A prevalência desta ideia de solidariedade entre ex-cônjuges também foi afirmada no Acórdão do Supremo Tribunal de Justiça de 31.01.2023, com o seguinte sumário: “I – O fundamento último, ético e jurídico, da obrigação de alimentos entre ex-cônjuges encontra-se num princípio de solidariedade pós-conjugal. Não se pode, com efeito, tratar os ex-cônjuges como se nunca houvessem sido casados, pois o divórcio não pode apagar o passado nem obstar ao desenvolvimento actual de determinadas consequências do matrimónio. II – A obrigação de alimentos entre ex-cônjuges, tem uma natureza sobretudo alimentar, não interferindo a culpa, ficando afastada qualquer carácter indemnizatório do direito, mostrando-se a obrigação alimentar entre ex-cônjuges estribada na necessidade do alimentando/possibilidades do alimentante, num entendimento de ultrapassadas considerações de merecimento ou desmerecimento que estariam traduzidas na declaração de culpa no divórcio. III – Cada ex-cônjuge deve prover à sua subsistência, nesse sentido a obrigação de alimentos assume-se como excepcional e necessariamente transitória, com decorrentes implicações no seu conteúdo, mais restrito, inexistindo o direito a exigir a manutenção de um padrão de vida de que beneficiava na pendência do casamento.”[2]

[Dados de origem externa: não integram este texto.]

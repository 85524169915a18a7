use alloc::vec::Vec;

use log::debug;

use crate::envelope::{EnvelopeProfile, Segment};

/// Ordered, optionally looping sequence of segments or sub-envelopes
///
/// `index` is either a valid child index or exactly `segments.len()`, in
/// which case the envelope is exhausted and holds its last value until
/// [`Envelope::reset`].
///
/// Loop counts: negative loops forever, zero plays once, positive replays
/// the sequence that many extra times.
#[derive(Debug, Clone, PartialEq, Default)]
pub struct Envelope {
    segments: Vec<Segment>,
    index: usize,
    loops: i64,
    loop_counter: i64,
    advancing: bool,
    value: f64,
    segment_elapsed: f64,
}

impl Envelope {
    pub fn new(loops: i64) -> Self {
        Self::with_segments(Vec::new(), loops)
    }

    pub fn with_segments(segments: Vec<Segment>, loops: i64) -> Self {
        let mut envelope = Self {
            segments,
            index: 0,
            loops,
            loop_counter: loops,
            advancing: true,
            value: 0.0,
            segment_elapsed: 0.0,
        };
        envelope.reset();
        envelope
    }

    /// Append a child, builder style
    #[must_use]
    pub fn then(mut self, segment: impl Into<Segment>) -> Self {
        self.push(segment);
        self
    }

    pub fn push(&mut self, segment: impl Into<Segment>) {
        self.segments.push(segment.into());
    }

    pub fn segments(&self) -> &[Segment] {
        &self.segments
    }

    pub fn segment(&self, index: usize) -> Option<&Segment> {
        self.segments.get(index)
    }

    pub fn segment_mut(&mut self, index: usize) -> Option<&mut Segment> {
        self.segments.get_mut(index)
    }

    pub fn len(&self) -> usize {
        self.segments.len()
    }

    pub fn is_empty(&self) -> bool {
        self.segments.is_empty()
    }

    pub const fn index(&self) -> usize {
        self.index
    }

    pub const fn loops(&self) -> i64 {
        self.loops
    }

    /// Change the loop count; takes effect on the next [`Envelope::reset`]
    pub fn set_loop(&mut self, loops: i64) {
        self.loops = loops;
    }

    pub const fn loop_counter(&self) -> i64 {
        self.loop_counter
    }

    pub const fn is_advancing(&self) -> bool {
        self.advancing
    }

    pub fn is_exhausted(&self) -> bool {
        self.index >= self.segments.len()
    }

    pub const fn value(&self) -> f64 {
        self.value
    }

    /// Override the cached value, e.g. to resume a release from a level the
    /// envelope did not produce itself
    pub fn set_value(&mut self, value: f64) {
        self.value = value;
    }

    /// Time spent in the current child so far
    pub const fn segment_elapsed(&self) -> f64 {
        self.segment_elapsed
    }

    /// Sum of child spans; infinite when any child is open-ended
    pub fn span(&self) -> f64 {
        self.segments.iter().map(Segment::span).sum()
    }

    /// Total length in seconds, `0.0` for open-ended envelopes
    pub fn duration(&self) -> f64 {
        let span = self.span();
        if span.is_finite() { span } else { 0.0 }
    }

    pub fn current_profile(&self) -> Option<EnvelopeProfile> {
        let last = self.segments.len().checked_sub(1)?;
        self.segments[self.index.min(last)].profile()
    }

    pub fn reset(&mut self) {
        self.loop_counter = self.loops;
        self.index = 0;
        self.value = 0.0;
        self.segment_elapsed = 0.0;
        for segment in &mut self.segments {
            segment.reset();
        }
        self.advancing = true;
    }

    /// Move to the next child, wrapping when loops remain
    ///
    /// Returns `false` once the sequence is exhausted.
    pub fn advance(&mut self) -> bool {
        let Some(last) = self.segments.len().checked_sub(1) else {
            self.advancing = false;
            return false;
        };
        if self.index >= last {
            if self.loops != 0 && self.loop_counter != 0 {
                self.segments[last].reset();
                self.index = 0;
                self.segment_elapsed = 0.0;
                if self.loops > 0 {
                    self.loop_counter -= 1;
                }
                return true;
            }
            self.advancing = false;
            self.index = self.segments.len();
            return false;
        }
        self.segments[self.index].reset();
        self.index += 1;
        self.segment_elapsed = 0.0;
        true
    }

    /// Feed `delta` seconds and return the new value
    ///
    /// Crossing a child boundary carries the overage into the next child,
    /// one boundary per call.
    pub fn update(&mut self, delta: f64) -> f64 {
        if self.is_exhausted() {
            return self.value;
        }
        self.segment_elapsed += delta;
        let span = self.segments[self.index].span();
        if self.segment_elapsed > span && !self.segments[self.index].is_static() {
            let overage = self.segment_elapsed - span;
            let held = self.index;
            if self.advance() {
                self.segment_elapsed = overage;
                self.value = self.segments[self.index].update(overage);
            } else {
                self.value = self.segments[held].update(delta);
                debug!("envelope exhausted at {}", self.value);
            }
            return self.value;
        }
        self.value = self.segments[self.index].update(delta);
        self.value
    }
}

Atentos estes critérios, não temos dificuldade em reconhecer uma situação de carência à Recorrida: tem uma idade que lhe condiciona decisivamente a capacidade de ganho – fará 75 anos de idade já no próximo mês de Outubro – e o único rendimento que lhe é conhecido consiste numa pensão de velhice de apenas € 283,28, reconhecidamente insuficiente para a satisfação digna das necessidades de uma pessoa, face ao actual custo de vida.

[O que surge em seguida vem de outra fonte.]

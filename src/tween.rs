//! Easing curves
//!
//! Every curve maps `(t, start, change, duration)` to a value, following the
//! Robert Penner easing equations. All curves return `start` at `t == 0` and
//! `start + change` at `t == duration`.

use core::f64::consts::PI;

use crate::error::JumpTimeNotFound;

/// Number of equal steps sampled across a curve by [`Tween::jump_time`].
const JUMP_STEPS: u32 = 100;

/// Back easing overshoot
const BACK_OVERSHOOT: f64 = 1.701_58;

/// Easing curve selector
#[derive(Debug, Clone, Copy, PartialEq, Eq, Default)]
pub enum Tween {
    #[default]
    Linear,
    InQuad,
    OutQuad,
    InOutQuad,
    OutInQuad,
    InCubic,
    OutCubic,
    InOutCubic,
    OutInCubic,
    InQuart,
    OutQuart,
    InOutQuart,
    InExpo,
    OutExpo,
    InCirc,
    OutCirc,
    InBack,
    OutBack,
    InOutBack,
    OutBounce,
    OutElastic,
}

impl Tween {
    pub const ALL: [Tween; 21] = [
        Tween::Linear,
        Tween::InQuad,
        Tween::OutQuad,
        Tween::InOutQuad,
        Tween::OutInQuad,
        Tween::InCubic,
        Tween::OutCubic,
        Tween::InOutCubic,
        Tween::OutInCubic,
        Tween::InQuart,
        Tween::OutQuart,
        Tween::InOutQuart,
        Tween::InExpo,
        Tween::OutExpo,
        Tween::InCirc,
        Tween::OutCirc,
        Tween::InBack,
        Tween::OutBack,
        Tween::InOutBack,
        Tween::OutBounce,
        Tween::OutElastic,
    ];

    /// Evaluate the curve at elapsed time `t`
    ///
    /// A non-positive `duration` is treated as an instant change and yields
    /// the end value.
    pub fn apply(self, t: f64, start: f64, change: f64, duration: f64) -> f64 {
        if duration <= 0.0 {
            return start + change;
        }
        let (b, c, d) = (start, change, duration);
        match self {
            Tween::Linear => c * t / d + b,
            Tween::InQuad => {
                let t = t / d;
                c * t * t + b
            }
            Tween::OutQuad => {
                let t = t / d;
                -c * t * (t - 2.0) + b
            }
            Tween::InOutQuad => {
                let t = t / (d / 2.0);
                if t < 1.0 {
                    return c / 2.0 * t * t + b;
                }
                let t = t - 1.0;
                -c / 2.0 * (t * (t - 2.0) - 1.0) + b
            }
            Tween::OutInQuad => {
                if t < d / 2.0 {
                    return Tween::OutQuad.apply(t * 2.0, b, c / 2.0, d);
                }
                Tween::InQuad.apply(t * 2.0 - d, b + c / 2.0, c / 2.0, d)
            }
            Tween::InCubic => {
                let t = t / d;
                c * t * t * t + b
            }
            Tween::OutCubic => {
                let t = t / d - 1.0;
                c * (t * t * t + 1.0) + b
            }
            Tween::InOutCubic => {
                let t = t / (d / 2.0);
                if t < 1.0 {
                    return c / 2.0 * t * t * t + b;
                }
                let t = t - 2.0;
                c / 2.0 * (t * t * t + 2.0) + b
            }
            Tween::OutInCubic => {
                if t < d / 2.0 {
                    return Tween::OutCubic.apply(t * 2.0, b, c / 2.0, d);
                }
                Tween::InCubic.apply(t * 2.0 - d, b + c / 2.0, c / 2.0, d)
            }
            Tween::InQuart => {
                let t = t / d;
                c * t * t * t * t + b
            }
            Tween::OutQuart => {
                let t = t / d - 1.0;
                -c * (t * t * t * t - 1.0) + b
            }
            Tween::InOutQuart => {
                let t = t / (d / 2.0);
                if t < 1.0 {
                    return c / 2.0 * t * t * t * t + b;
                }
                let t = t - 2.0;
                -c / 2.0 * (t * t * t * t - 2.0) + b
            }
            // Exponential curves never reach their asymptote, so the ends
            // are pinned explicitly.
            Tween::InExpo => {
                if t == 0.0 {
                    return b;
                }
                if t >= d {
                    return b + c;
                }
                c * libm::pow(2.0, 10.0 * (t / d - 1.0)) + b
            }
            Tween::OutExpo => {
                if t >= d {
                    return b + c;
                }
                c * (-libm::pow(2.0, -10.0 * t / d) + 1.0) + b
            }
            Tween::InCirc => {
                let t = (t / d).min(1.0);
                -c * (libm::sqrt(1.0 - t * t) - 1.0) + b
            }
            Tween::OutCirc => {
                let t = (t / d).min(1.0) - 1.0;
                c * libm::sqrt(1.0 - t * t) + b
            }
            Tween::InBack => {
                let s = BACK_OVERSHOOT;
                let t = t / d;
                c * t * t * ((s + 1.0) * t - s) + b
            }
            Tween::OutBack => {
                let s = BACK_OVERSHOOT;
                let t = t / d - 1.0;
                c * (t * t * ((s + 1.0) * t + s) + 1.0) + b
            }
            Tween::InOutBack => {
                let s = BACK_OVERSHOOT * 1.525;
                let t = t / (d / 2.0);
                if t < 1.0 {
                    return c / 2.0 * (t * t * ((s + 1.0) * t - s)) + b;
                }
                let t = t - 2.0;
                c / 2.0 * (t * t * ((s + 1.0) * t + s) + 2.0) + b
            }
            Tween::OutBounce => {
                let t = t / d;
                if t < 1.0 / 2.75 {
                    c * (7.5625 * t * t) + b
                } else if t < 2.0 / 2.75 {
                    let t = t - 1.5 / 2.75;
                    c * (7.5625 * t * t + 0.75) + b
                } else if t < 2.5 / 2.75 {
                    let t = t - 2.25 / 2.75;
                    c * (7.5625 * t * t + 0.9375) + b
                } else {
                    let t = t - 2.625 / 2.75;
                    c * (7.5625 * t * t + 0.984_375) + b
                }
            }
            Tween::OutElastic => {
                if t == 0.0 {
                    return b;
                }
                let t = t / d;
                if t >= 1.0 {
                    return b + c;
                }
                let period = d * 0.3;
                let mut amplitude = 1.0;
                let shift = if amplitude < libm::fabs(c) {
                    amplitude = c;
                    period / 4.0
                } else {
                    period / (2.0 * PI) * libm::asin(c / amplitude)
                };
                amplitude
                    * libm::pow(2.0, -10.0 * t)
                    * libm::sin((t * d - shift) * (2.0 * PI) / period)
                    + c
                    + b
            }
        }
    }

    /// Find the earliest elapsed time whose value lands on `target`
    ///
    /// The curve is sampled forward in 1% steps of `duration`; a sample
    /// matches when it is within `|change| / 200` of the target. Curves that
    /// move fast relative to the step size can skip past the band entirely,
    /// which is reported as [`JumpTimeNotFound`].
    pub fn jump_time(
        self,
        target: f64,
        start: f64,
        change: f64,
        duration: f64,
    ) -> Result<f64, JumpTimeNotFound> {
        let tolerance = libm::fabs(change) / 200.0;
        let resolution = duration / f64::from(JUMP_STEPS);
        for step in 0..=JUMP_STEPS {
            let t = f64::from(step) * resolution;
            let value = self.apply(t, start, change, duration);
            if libm::fabs(value - target) <= tolerance {
                return Ok(t);
            }
        }
        Err(JumpTimeNotFound { target })
    }

    pub const fn as_str(self) -> &'static str {
        match self {
            Tween::Linear => "linear",
            Tween::InQuad => "in_quad",
            Tween::OutQuad => "out_quad",
            Tween::InOutQuad => "in_out_quad",
            Tween::OutInQuad => "out_in_quad",
            Tween::InCubic => "in_cubic",
            Tween::OutCubic => "out_cubic",
            Tween::InOutCubic => "in_out_cubic",
            Tween::OutInCubic => "out_in_cubic",
            Tween::InQuart => "in_quart",
            Tween::OutQuart => "out_quart",
            Tween::InOutQuart => "in_out_quart",
            Tween::InExpo => "in_expo",
            Tween::OutExpo => "out_expo",
            Tween::InCirc => "in_circ",
            Tween::OutCirc => "out_circ",
            Tween::InBack => "in_back",
            Tween::OutBack => "out_back",
            Tween::InOutBack => "in_out_back",
            Tween::OutBounce => "out_bounce",
            Tween::OutElastic => "out_elastic",
        }
    }

    pub fn parse_from_str(s: &str) -> Option<Self> {
        Self::ALL.iter().copied().find(|tween| tween.as_str() == s)
    }
}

Quanto às possibilidades do Recorrente, este aufere uma pensão de reforma de € 1.548,15, valor este que, mesmo deduzido o da pensão decretada, se afigura bastante para satisfazer as suas despesas normais com habitação, alimentação, vestuário e saúde.
Deste modo, constatamos não apenas a situação de carência da Recorrida, como a existência de uma capacidade económica ao Recorrente bastante para prestar solidariedade à sua ex-cônjuge, motivo pelo qual o direito a alimentos deve ser reconhecido, tanto mais que não ocorrem razões de equidade que levem à negação desse direito – art. 2016.º n.º 3 do Código Civil.

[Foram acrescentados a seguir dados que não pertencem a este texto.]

impl Show {
    pub const fn new() -> Self {
        Self {
            arena: Arena::new(),
            elements: Vec::new(),
            networks: Vec::new(),
            effects: Vec::new(),
            named: BTreeMap::new(),
            timecode: 0.0,
        }
    }

    /// Store an element without scheduling it
    ///
    /// Use this for children of groups and for spawner templates.
    pub fn insert(&mut self, node: impl Into<Node>) -> ElementHandle {
        self.arena.insert(node.into())
    }

    /// Store an element and schedule it
    pub fn add(&mut self, node: impl Into<Node>, network: Option<NetworkId>) -> ElementHandle {
        let handle = self.insert(node);
        self.add_element(handle, network);
        handle
    }

    /// Schedule a stored element for per-frame updates
    ///
    /// With a network, every light in the element's subtree is added to
    /// it. Registering twice is a no-op. Returns `false` for a stale
    /// handle.
    pub fn add_element(&mut self, element: ElementHandle, network: Option<NetworkId>) -> bool {
        if !self.arena.contains(element) {
            return false;
        }
        if let Some(network) = network {
            let leaves = self.leaves(element);
            if let Some(network) = self.networks.get_mut(network.0) {
                for leaf in leaves {
                    network.add_element(leaf);
                }
            }
        }
        if !self.elements.contains(&element) {
            self.elements.push(element);
        }
        true
    }

    /// Unschedule an element and its whole subtree
    ///
    /// The elements are also dropped from every network and from the name
    /// cache but stay in storage. Returns whether `element` itself was
    /// scheduled.
    pub fn remove_element(&mut self, element: ElementHandle) -> bool {
        let children = self
            .arena
            .get(element)
            .map(|node| node.children().to_vec())
            .unwrap_or_default();
        for child in children {
            self.remove_element(child);
        }
        for network in &mut self.networks {
            network.remove_element(element);
        }
        self.named.retain(|_, handle| *handle != element);
        let before = self.elements.len();
        self.elements.retain(|handle| *handle != element);
        before != self.elements.len()
    }

    /// Unschedule an element and free its subtree from storage
    ///
    /// Spawned copies owned by spawners in the subtree are destroyed too.
    pub fn destroy(&mut self, element: ElementHandle) {
        self.remove_element(element);
        let Some(mut node) = self.arena.remove(element) else {
            return;
        };
        if let Node::Spawner(spawner) = &mut node {
            for spawned in spawner.drain_handles() {
                self.destroy(spawned);
            }
        }
        for child in node.children() {
            self.destroy(*child);
        }
    }

    pub fn get(&self, element: ElementHandle) -> Option<&Node> {
        self.arena.get(element)
    }

    pub fn get_mut(&mut self, element: ElementHandle) -> Option<&mut Node> {
        self.arena.get_mut(element)
    }

    pub fn light(&self, element: ElementHandle) -> Option<&LightElement> {
        match self.arena.get(element) {
            Some(Node::Light(light)) => Some(light),
            _ => None,
        }
    }

    pub fn light_mut(&mut self, element: ElementHandle) -> Option<&mut LightElement> {
        match self.arena.get_mut(element) {
            Some(Node::Light(light)) => Some(light),
            _ => None,
        }
    }

    pub fn group(&self, element: ElementHandle) -> Option<&Group> {
        match self.arena.get(element) {
            Some(Node::Group(group)) => Some(group),
            _ => None,
        }
    }

    pub fn chase(&self, element: ElementHandle) -> Option<&Chase> {
        match self.arena.get(element) {
            Some(Node::Chase(chase)) => Some(chase),
            Some(Node::PulseChase(pulse)) => Some(pulse.chase()),
            _ => None,
        }
    }

    pub fn chase_mut(&mut self, element: ElementHandle) -> Option<&mut Chase> {
        match self.arena.get_mut(element) {
            Some(Node::Chase(chase)) => Some(chase),
            Some(Node::PulseChase(pulse)) => Some(pulse.chase_mut()),
            _ => None,
        }
    }

    pub fn pulse_chase(&self, element: ElementHandle) -> Option<&PulseChase> {
        match self.arena.get(element) {
            Some(Node::PulseChase(pulse)) => Some(pulse),
            _ => None,
        }
    }

    pub fn spawner(&self, element: ElementHandle) -> Option<&Spawner> {
        match self.arena.get(element) {
            Some(Node::Spawner(spawner)) => Some(spawner),
            _ => None,
        }
    }

    pub const fn arena(&self) -> &Arena {
        &self.arena
    }

    /// Scheduled top-level elements in registration order
    pub fn elements(&self) -> &[ElementHandle] {
        &self.elements
    }

    pub fn is_registered(&self, element: ElementHandle) -> bool {
        self.elements.contains(&element)
    }

    /// Timecode of the last frame
    pub const fn timecode(&self) -> f64 {
        self.timecode
    }

    pub fn add_network(&mut self, network: Network) -> NetworkId {
        self.networks.push(network);
        NetworkId(self.networks.len() - 1)
    }

    pub fn network(&self, id: NetworkId) -> Option<&Network> {
        self.networks.get(id.0)
    }

    pub fn networks(&self) -> &[Network] {
        &self.networks
    }

    /// Apply `effect` to `targets` every frame after all elements updated
    ///
    /// Groups in `targets` resolve to their lights.
    pub fn add_effect(
        &mut self,
        effect: impl Into<EffectSlot>,
        targets: impl IntoIterator<Item = ElementHandle>,
    ) {
        self.effects.push(ShowEffect {
            effect: effect.into(),
            targets: targets.into_iter().collect(),
        });
    }

    /// Look an element up by exact name
    ///
    /// Scheduled subtrees are searched in registration order, then the
    /// network lights. Hits are cached until the element is removed.
    pub fn get_named_element(&mut self, name: &str) -> Option<ElementHandle> {
        if let Some(handle) = self.named.get(name).copied() {
            if self.arena.get(handle).is_some_and(|node| node.name() == name) {
                return Some(handle);
            }
            self.named.remove(name);
        }

        let mut candidates = Vec::new();
        for element in &self.elements {
            self.collect_subtree(*element, &mut candidates);
        }
        candidates.extend(self.networks.iter().flat_map(|network| network.elements().iter().copied()));

        let found = candidates
            .into_iter()
            .find(|handle| self.arena.get(*handle).is_some_and(|node| node.name() == name))?;
        self.named.insert(String::from(name), found);
        Some(found)
    }

    /// Force every scheduled element and network light to zero
    ///
    /// Bell-mode lights ignore the off-trigger and finish their release
    /// from zero.
    pub fn blackout(&mut self) {
        let mut handles = Vec::new();
        for element in &self.elements {
            self.collect_subtree(*element, &mut handles);
        }
        handles.extend(self.networks.iter().flat_map(|network| network.elements().iter().copied()));

        debug!("blackout of {} elements", handles.len());
        for handle in handles {
            let Some(node) = self.arena.get_mut(handle) else {
                continue;
            };
            node.as_triggerable_mut().off();
            if let Node::Light(light) = node {
                light.set_intensity(0.0);
            }
        }
    }

    /// Write an attribute on an element
    ///
    /// Intensity on a container scales every light beneath it. `Speed`
    /// and `MoveTo` retarget a chase.
    pub fn set_attribute(
        &mut self,
        element: ElementHandle,
        role: Role,
        value: f64,
    ) -> Result<(), AttributeError> {
        let node = self
            .arena
            .get(element)
            .ok_or(AttributeError::UnknownElement(element))?;
        if !node.roles().contains(&role) {
            return Err(AttributeError::Unsupported { element, role });
        }
        if role == Role::Intensity && !matches!(node, Node::Light(_)) {
            for leaf in self.leaves(element) {
                if let Some(Node::Light(light)) = self.arena.get_mut(leaf) {
                    light.set_intensity(light.intensity() * value);
                }
            }
            return Ok(());
        }

        let chase = match self.arena.get_mut(element) {
            Some(Node::Light(light)) => {
                light.set_attribute(role, value);
                return Ok(());
            }
            Some(Node::Chase(chase)) => chase,
            Some(Node::PulseChase(pulse)) => pulse.chase_mut(),
            _ => return Err(AttributeError::Unsupported { element, role }),
        };
        match role {
            Role::Speed => chase.set_speed(value)?,
            Role::MoveTo => chase.setup_move(Some(value)),
            _ => return Err(AttributeError::Unsupported { element, role }),
        }
        Ok(())
    }

    /// Trigger an element and carry out whatever it fans out to
    ///
    /// Returns `false` for a stale handle.
    pub fn trigger(&mut self, element: ElementHandle, intensity: f64, key: Option<Key>) -> bool {
        let Some(node) = self.arena.get_mut(element) else {
            return false;
        };
        let fanout = node.as_triggerable_mut().trigger(intensity, key);
        self.dispatch(element, fanout);
        true
    }

    fn dispatch(&mut self, source: ElementHandle, fanout: Fanout) {
        match fanout {
            Fanout::None => {}
            Fanout::Children(level) => {
                let children = self
                    .arena
                    .get(source)
                    .map(|node| node.children().to_vec())
                    .unwrap_or_default();
                for child in children {
                    self.trigger(child, level, None);
                }
            }
            Fanout::Spawn { key, intensity } => self.spawn(source, key, intensity),
            Fanout::Forward { target, intensity } => {
                self.trigger(target, intensity, None);
            }
        }
    }

    fn spawn(&mut self, spawner: ElementHandle, key: Option<Key>, intensity: f64) {
        let Some(Node::Spawner(source)) = self.arena.get(spawner) else {
            return;
        };
        let template = source.template();
        let network = source.network();
        let existing = source
            .existing(key)
            .filter(|instance| self.arena.contains(*instance));

        let instance = match existing {
            Some(instance) => instance,
            None => {
                let Some(instance) = self.clone_subtree(template) else {
                    warn!("spawn template {:?} is gone", template);
                    return;
                };
                self.add_element(instance, network);
                if let Some(Node::Spawner(source)) = self.arena.get_mut(spawner) {
                    source.record(key, instance);
                    debug!("{}: spawned {} copies", source.name(), source.spawned_count());
                }
                instance
            }
        };

        self.set_bell_mode(instance, true);
        match self.arena.get_mut(instance) {
            Some(Node::Chase(chase)) => chase.set_continuation(Continuation::None),
            Some(Node::PulseChase(pulse)) => pulse.chase_mut().set_continuation(Continuation::None),
            _ => {}
        }
        self.trigger(instance, intensity, key);
    }

    /// Deep copy of a subtree; children are copied, never shared
    fn clone_subtree(&mut self, element: ElementHandle) -> Option<ElementHandle> {
        let mut node = self.arena.get(element)?.clone();
        let children = node.children().to_vec();
        if !children.is_empty() {
            let copies = children
                .into_iter()
                .filter_map(|child| self.clone_subtree(child))
                .collect();
            node.set_children(copies);
        }
        if let Node::Spawner(spawner) = &mut node {
            spawner.drain_handles();
        }
        Some(self.arena.insert(node))
    }

    /// Set bell mode on an element and everything beneath it
    pub fn set_bell_mode(&mut self, element: ElementHandle, bell_mode: bool) {
        let Some(node) = self.arena.get_mut(element) else {
            return;
        };
        node.as_triggerable_mut().set_bell_mode(bell_mode);
        let children = node.children().to_vec();
        for child in children {
            self.set_bell_mode(child, bell_mode);
        }
    }

    /// Whether the element still needs updates
    ///
    /// Lights are active until their release ends; containers while any
    /// child is active, and chases also while moving.
    pub fn is_active(&self, element: ElementHandle) -> bool {
        match self.arena.get(element) {
            Some(Node::Light(light)) => light.is_active(),
            Some(Node::Group(group)) => self.any_child_active(group.elements()),
            Some(Node::Chase(chase)) => chase.is_moving() || self.any_child_active(chase.elements()),
            Some(Node::PulseChase(pulse)) => {
                pulse.chase().is_moving() || self.any_child_active(pulse.chase().elements())
            }
            Some(Node::Spawner(spawner)) => spawner.spawned_count() > 0,
            None => false,
        }
    }

    fn any_child_active(&self, children: &[ElementHandle]) -> bool {
        children.iter().any(|child| self.is_active(*child))
    }

    /// Lights beneath `element`, depth first; a light is its own leaf
    pub fn leaves(&self, element: ElementHandle) -> Vec<ElementHandle> {
        let mut subtree = Vec::new();
        self.collect_subtree(element, &mut subtree);
        subtree.retain(|handle| matches!(self.arena.get(*handle), Some(Node::Light(_))));
        subtree
    }

    fn collect_subtree(&self, element: ElementHandle, out: &mut Vec<ElementHandle>) {
        let Some(node) = self.arena.get(element) else {
            return;
        };
        out.push(element);
        for child in node.children() {
            self.collect_subtree(*child, out);
        }
    }

    /// Rebuild every network buffer and hand it to its driver
    ///
    /// Transport failures are logged and do not stop the other networks.
    pub fn flush(&mut self) {
        for network in &mut self.networks {
            network.update_data(&self.arena);
            if let Err(err) = network.send_data() {
                warn!("{}: send failed: {}", network.name(), err);
            }
        }
    }
}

Sobre a determinação do montante da pensão, Paula Távora Vítor também escreve que “está excluída uma asséptica determinação da medida da necessidade a satisfazer em função de um “cabaz de compras” de montante mais ou menos generoso. E, nessa medida, cremos que a opção do regime jurídico português não se reporta à adopção de um nível, um referente quantitativo de alimentos, a que se deva aspirar. Os dados do sistema, mais propriamente a enunciação dos critérios do art. 2016.º-A, apontam-nos não para um propósito de definição de um nível de necessidade relevante, de um padrão a impor na fixação do montante dos alimentos, mas para a importância de considerar factores diversos na determinação dos pressupostos da obrigação alimentar e, em particular, da necessidade, que a justifica e modela. Tais factores incluem dados de natureza quantitativa, mas também de natureza qualitativa, que devem concorrer para determinar a necessidade relevante e se há meios para lhe fazer face. Ora, essa fasquia, dependendo do concurso de tais circunstâncias, pode colocar-se em níveis muito distintos, tal como temos vindo a exemplificar. Estes níveis são, portanto, traçados em função da situação concreta dos sujeitos da relação alimentar, sem que sejam compulsivamente determinados por referência a uma medida fixa, exterior a esse processo de modelação – seja o nível de vida do casamento ou o limiar de uma existência condigna. De algum modo, pode ser convocada a ideia de uma medida razoável – razoável porque determinada pela ponderação concreta de uma constelação de factores relevantes. O montante em concreto da pensão alimentícia será fixado tendo em conta a medida desta necessidade, na sua relação com as possibilidades do devedor.”[3]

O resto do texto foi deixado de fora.